Et même l’âme la plus sage ne peut refuser l’inhalation de cet air étrange, de ce mélange gazeux, – de ce fluide en mouvement ambiant et fou.
Toutefois, au milieu de tout cela, parmi toutes ces circonstances aussi ordinaires qu’extraordinaires, l’individu le plus absurde reste celui qui, posant que la vie est inconséquente, en déduit qu’elle n’a ni saveur, ni valeur : l’observation est juste et la conclusion fausse. – Ah ! combien il est salvateur de s’en rendre compte dès lors qu’on fréquente une pareille absurdité !
Apprécier l’incohérence du monde est un art, et il est indispensable de savoir le goûter ! Autrement dit, il faut pouvoir apprécier l’impossible, pouvoir danser avec lui et pouvoir rire de lui et avec lui. D’autre part, à chaque fois que son regard devient trop lourd à supporter, chaque conscience doit être en mesure d’affronter sa lumière crue et d’ouvrir sur ses rayons les yeux de l’indifférence.

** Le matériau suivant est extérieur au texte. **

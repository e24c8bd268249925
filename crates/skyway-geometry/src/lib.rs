//! `skyway-geometry` – static obstacle geometry.
//!
//! Answers the questions the route planner and the flight controller ask
//! about the city's buildings: "does this point hit a building?", "can I fly
//! straight from here to there?", "how high must I be over this spot?".
//!
//! # Modules
//!
//! - [`aabb`] – [`Point3`][aabb::Point3] and [`Aabb`][aabb::Aabb], the
//!   primitive shapes every query is phrased in.
//! - [`spatial`] – [`SpatialGrid`][spatial::SpatialGrid]: uniform bucket grid
//!   used as the broad phase before exact footprint tests.
//! - [`city`] – [`CityModel`][city::CityModel]: the read-only city interface
//!   supplied by the map layer, plus the in-memory
//!   [`StaticCity`][city::StaticCity].
//! - [`detector`] – [`CollisionDetector`][detector::CollisionDetector]:
//!   point/segment clearance, minimum safe altitude, and nearby-building
//!   queries with a configurable collision radius.

pub mod aabb;
pub mod city;
pub mod detector;
pub mod spatial;

pub use aabb::{Aabb, Point3};
pub use city::{CityModel, StaticCity};
pub use detector::{CollisionDetector, DetectorConfig};
pub use spatial::SpatialGrid;
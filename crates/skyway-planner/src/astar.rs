//! [`BuildingAwarePathfinder`] – 3D A* over a regular flight lattice.
//!
//! The lattice is anchored at the start position: every vertex is reached by
//! one of ten moves (eight horizontal compass steps, straight up, straight
//! down) of [`PathfinderConfig::horizontal_step`] /
//! [`PathfinderConfig::altitude_step`] units.  A candidate vertex is dropped
//! when it leaves the altitude band or the map, when the jetpack would touch
//! a building there, or when the straight hop from its parent is blocked.
//!
//! | Stage          | Detail                                                |
//! |----------------|-------------------------------------------------------|
//! | Endpoints      | `max(cruise_floor, roof + clearance_margin)`          |
//! | Open set       | binary min-heap on f-cost, FIFO among equal f         |
//! | Closed set     | `HashSet<GridKey>`                                    |
//! | Relaxation     | only on a strictly lower g-cost                       |
//! | Goal test      | `|dx| < step`, `|dy| < step`, `|dalt| < 5`            |
//! | Limits         | expansion budget, optional wall-clock deadline        |
//! | Post-process   | greedy line-of-sight simplification                   |
//!
//! # Example
//!
//! ```rust
//! use skyway_planner::BuildingAwarePathfinder;
//! use skyway_types::{BuildingVolume, MapBounds};
//!
//! let planner = BuildingAwarePathfinder::new(
//!     vec![BuildingVolume::new(150.0, -100.0, 100.0, 200.0, 500.0)],
//!     MapBounds::new(-1000.0, -1000.0, 2000.0, 2000.0),
//! );
//! let route = planner.find_path(0.0, 0.0, 400.0, 0.0);
//! assert!(route.len() >= 3);
//! assert!(route.iter().any(|w| w.y.abs() > 100.0));
//! ```

use std::cmp::Ordering;
use std::collections::{BinaryHeap, HashMap, HashSet};
use std::sync::Arc;
use std::time::{Duration, Instant};

use skyway_geometry::{CityModel, CollisionDetector, DetectorConfig, Point3};
use skyway_types::{BuildingVolume, MapBounds, Waypoint};
use thiserror::Error;
use tracing::{debug, info, instrument};

use crate::node::{GridKey, GridNode, weighted_distance};
use crate::simplify::simplify_path;

/// Search tunables.  The defaults describe a jetpack cruising between 50
/// and 300 units above ground.
#[derive(Debug, Clone, PartialEq)]
pub struct PathfinderConfig {
    /// Length of one horizontal lattice move along each axis.
    pub horizontal_step: f64,
    /// Height of one vertical lattice move.
    pub altitude_step: f64,
    pub min_altitude: f64,
    pub max_altitude: f64,
    /// Lowest altitude assigned to a route endpoint.
    pub cruise_floor: f64,
    /// Height kept above the roof under a route endpoint.
    pub clearance_margin: f64,
    /// Node expansions allowed before the search gives up.
    pub max_expansions: usize,
    /// Altitude difference tolerated when testing for the goal.
    pub goal_tolerance_altitude: f64,
    /// Horizontal goal tolerance in multiples of `horizontal_step`.
    pub goal_tolerance_steps: f64,
    /// Wall-clock limit for one search; `None` means expansions only.
    pub deadline: Option<Duration>,
}
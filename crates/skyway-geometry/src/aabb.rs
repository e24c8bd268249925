//! Points and axis-aligned boxes.
//!
//! Building volumes are boxes that stand on the ground plane, so every
//! query in this crate is phrased in terms of [`Aabb`]s: a footprint grown
//! by the agent's collision radius, a broad-phase search window, a sampled
//! path segment's bounding box.

use skyway_types::BuildingVolume;

// ────────────────────────────────────────────────────────────────────────────
// Point3
// ────────────────────────────────────────────────────────────────────────────

/// A point in world space.  `z` is altitude above ground.
#[derive(Debug, Clone, Copy, PartialEq)]
pub struct Point3 {
    pub x: f64,
    pub y: f64,
    pub z: f64,
}

impl Point3 {
    /// Create a new point.
    pub fn new(x: f64, y: f64, z: f64) -> Self {
        Self { x, y, z }
    }

    /// Linear interpolation towards `other`; `t = 0` is `self`.
    pub fn lerp(&self, other: &Point3, t: f64) -> Point3 {
        Point3::new(
            self.x + (other.x - self.x) * t,
            self.y + (other.y - self.y) * t,
            self.z + (other.z - self.z) * t,
        )
    }

    pub fn distance(&self, other: &Point3) -> f64 {
        let dx = other.x - self.x;
        let dy = other.y - self.y;
        let dz = other.z - self.z;
        (dx * dx + dy * dy + dz * dz).sqrt()
    }
}

// ────────────────────────────────────────────────────────────────────────────
// Aabb
// ────────────────────────────────────────────────────────────────────────────

/// An axis-aligned bounding box, defined by its minimum and maximum corners.
#[derive(Debug, Clone, Copy, PartialEq)]
pub struct Aabb {
    pub min: Point3,
    pub max: Point3,
}

impl Aabb {
    /// Create a bounding box from its two opposite corners.
    ///
    /// The constructor normalises the corners so that `min ≤ max` per axis.
    pub fn new(a: Point3, b: Point3) -> Self {
        Self {
            min: Point3::new(a.x.min(b.x), a.y.min(b.y), a.z.min(b.z)),
            max: Point3::new(a.x.max(b.x), a.y.max(b.y), a.z.max(b.z)),
        }
    }

    /// The solid occupied by `building`, with its footprint grown by
    /// `inflate` on every horizontal side.  The vertical extent is
    /// `[0, height]` and is never inflated.
    pub fn from_building(building: &BuildingVolume, inflate: f64) -> Self {
        Self::new(
            Point3::new(building.x - inflate, building.y - inflate, 0.0),
            Point3::new(
                building.x + building.width + inflate,
                building.y + building.length + inflate,
                building.height,
            ),
        )
    }

    /// A horizontal search window of half-size `radius` around `(x, y)`,
    /// spanning every altitude.
    pub fn around(x: f64, y: f64, radius: f64) -> Self {
        Self::new(
            Point3::new(x - radius, y - radius, f64::NEG_INFINITY),
            Point3::new(x + radius, y + radius, f64::INFINITY),
        )
    }

    /// True when the point lies inside or on the boundary of the box.
    pub fn contains_point(&self, p: Point3) -> bool {
        p.x >= self.min.x
            && p.x <= self.max.x
            && p.y >= self.min.y
            && p.y <= self.max.y
            && p.z >= self.min.z
            && p.z <= self.max.z
    }

    /// True when `other` overlaps (intersects or touches) this box.
    pub fn overlaps(&self, other: &Aabb) -> bool {
        self.min.x <= other.max.x
            && self.max.x >= other.min.x
            && self.min.y <= other.max.y
            && self.max.y >= other.min.y
            && self.min.z <= other.max.z
            && self.max.z >= other.min.z
    }

    /// Horizontal distance from `(x, y)` to the box's footprint; zero when
    /// the point is over the footprint.
    pub fn horizontal_distance(&self, x: f64, y: f64) -> f64 {
        let dx = (self.min.x - x).max(0.0).max(x - self.max.x);
        let dy = (self.min.y - y).max(0.0).max(y - self.max.y);
        (dx * dx + dy * dy).sqrt()
    }
}
//! Logging and trace-export setup for skyway processes.
//!
//! Call [`init_tracing`] once at process startup.
//!
//! # Environment variables
//!
//! | Variable | Effect |
//! |---|---|
//! | `RUST_LOG` | Log filter (default `"info"`). |
//! | `SKYWAY_LOG_FORMAT=json` | Emit newline-delimited JSON logs instead of the compact console format. |
//! | `OTEL_EXPORTER_OTLP_ENDPOINT` | OTLP collector base URL (e.g. `http://localhost:4318`). When set, spans are also exported over OTLP/HTTP. |
//!
//! # Example
//!
//! ```rust,no_run
//! // Hold the guard for the entire lifetime of the process.
//! let _guard = skyway_runtime::telemetry::init_tracing("skyway");
//! ```

use opentelemetry::trace::TracerProvider as _;
use opentelemetry_otlp::WithExportConfig;
use opentelemetry_sdk::{Resource, trace::SdkTracerProvider};
use tracing_subscriber::{EnvFilter, fmt, layer::SubscriberExt, util::SubscriberInitExt};

/// Console output style.
#[derive(Debug, Clone, Copy, PartialEq, Eq)]
pub enum LogFormat {
    Compact,
    Json,
}

impl LogFormat {
    /// Interpret a `SKYWAY_LOG_FORMAT` value; anything but `json` is compact.
    pub fn parse(value: Option<&str>) -> Self {
        match value.map(str::trim) {
            Some(v) if v.eq_ignore_ascii_case("json") => LogFormat::Json,
            _ => LogFormat::Compact,
        }
    }

    pub fn from_env() -> Self {
        Self::parse(std::env::var("SKYWAY_LOG_FORMAT").ok().as_deref())
    }
}

/// Install the global `tracing` subscriber, with an OTLP exporter when
/// `OTEL_EXPORTER_OTLP_ENDPOINT` is set.
///
/// A second call leaves the first subscriber in place.  The returned guard
/// flushes pending spans when dropped, so keep it alive in `main`.
pub fn init_tracing(service_name: &str) -> TracerProviderGuard {
    let log_level = std::env::var("RUST_LOG").unwrap_or_else(|_| "info".to_string());
    let env_filter =
        EnvFilter::try_from_default_env().unwrap_or_else(|_| EnvFilter::new(log_level));
    let format = LogFormat::from_env();

    let endpoint = std::env::var("OTEL_EXPORTER_OTLP_ENDPOINT").ok();
    let provider = build_provider(service_name, endpoint);
    let otel_layer = provider
        .as_ref()
        .map(|p| tracing_opentelemetry::layer().with_tracer(p.tracer("skyway")));
    let (json_layer, compact_layer) = match format {
        LogFormat::Json => (Some(fmt::layer().json()), None),
        LogFormat::Compact => (None, Some(fmt::layer().compact())),
    };

    let installed = tracing_subscriber::registry()
        .with(env_filter)
        .with(otel_layer)
        .with(json_layer)
        .with(compact_layer)
        .try_init()
        .is_ok();
    if installed {
        tracing::debug!(
            service = service_name,
            ?format,
            otlp = provider.is_some(),
            "tracing initialised"
        );
    }

    TracerProviderGuard(provider)
}

/// Shuts down the OTel [`SdkTracerProvider`] on drop, flushing pending spans.
pub struct TracerProviderGuard(Option<SdkTracerProvider>);

impl TracerProviderGuard {
    /// True when spans are being exported over OTLP.
    pub fn exporting(&self) -> bool {
        self.0.is_some()
    }
}

impl Drop for TracerProviderGuard {
    fn drop(&mut self) {
        if let Some(provider) = self.0.take() {
            if let Err(e) = provider.shutdown() {
                eprintln!("[skyway] OpenTelemetry provider shutdown error: {e}");
            }
        }
    }
}

/// Build the OTLP provider, or `None` when no endpoint is configured or the
/// exporter cannot be built.
fn build_provider(service_name: &str, endpoint: Option<String>) -> Option<SdkTracerProvider> {
    let endpoint = endpoint.filter(|e| !e.trim().is_empty())?;

    let exporter = opentelemetry_otlp::SpanExporter::builder()
        .with_http()
        .with_endpoint(endpoint)
        .build()
        .map_err(|e| eprintln!("[skyway] OTLP exporter init failed: {e}"))
        .ok()?;

    let resource = Resource::builder()
        .with_service_name(service_name.to_string())
        .build();

    // Simple exporter: the CLI calls this before its Tokio runtime exists.
    Some(
        SdkTracerProvider::builder()
            .with_resource(resource)
            .with_simple_exporter(exporter)
            .build(),
    )
}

Car ce n’est qu’en possédant cet art, qu’en éduquant l’oeil de son esprit, en somme, en apprenant à voir et à ne pas voir : en apprenant à vivre, que l’Homme se rend capable de ne plus se perdre dans le titanesque labyrinthe désorienté, dans ce dédale dépourvu de panneaux visibles, de directions et de sens clairs et distincts, dans ce système d’une richesse inouïe en contradictions, d’une nature courbe, ambivalente, plurielle, emmêlée, dans cet ensemble, ce jardin infini, – complexe et prodigieux à ce point qu’il ne peut ou ne devrait pas avoir l’être, – abritant par nature toutes ses parties et qui est un.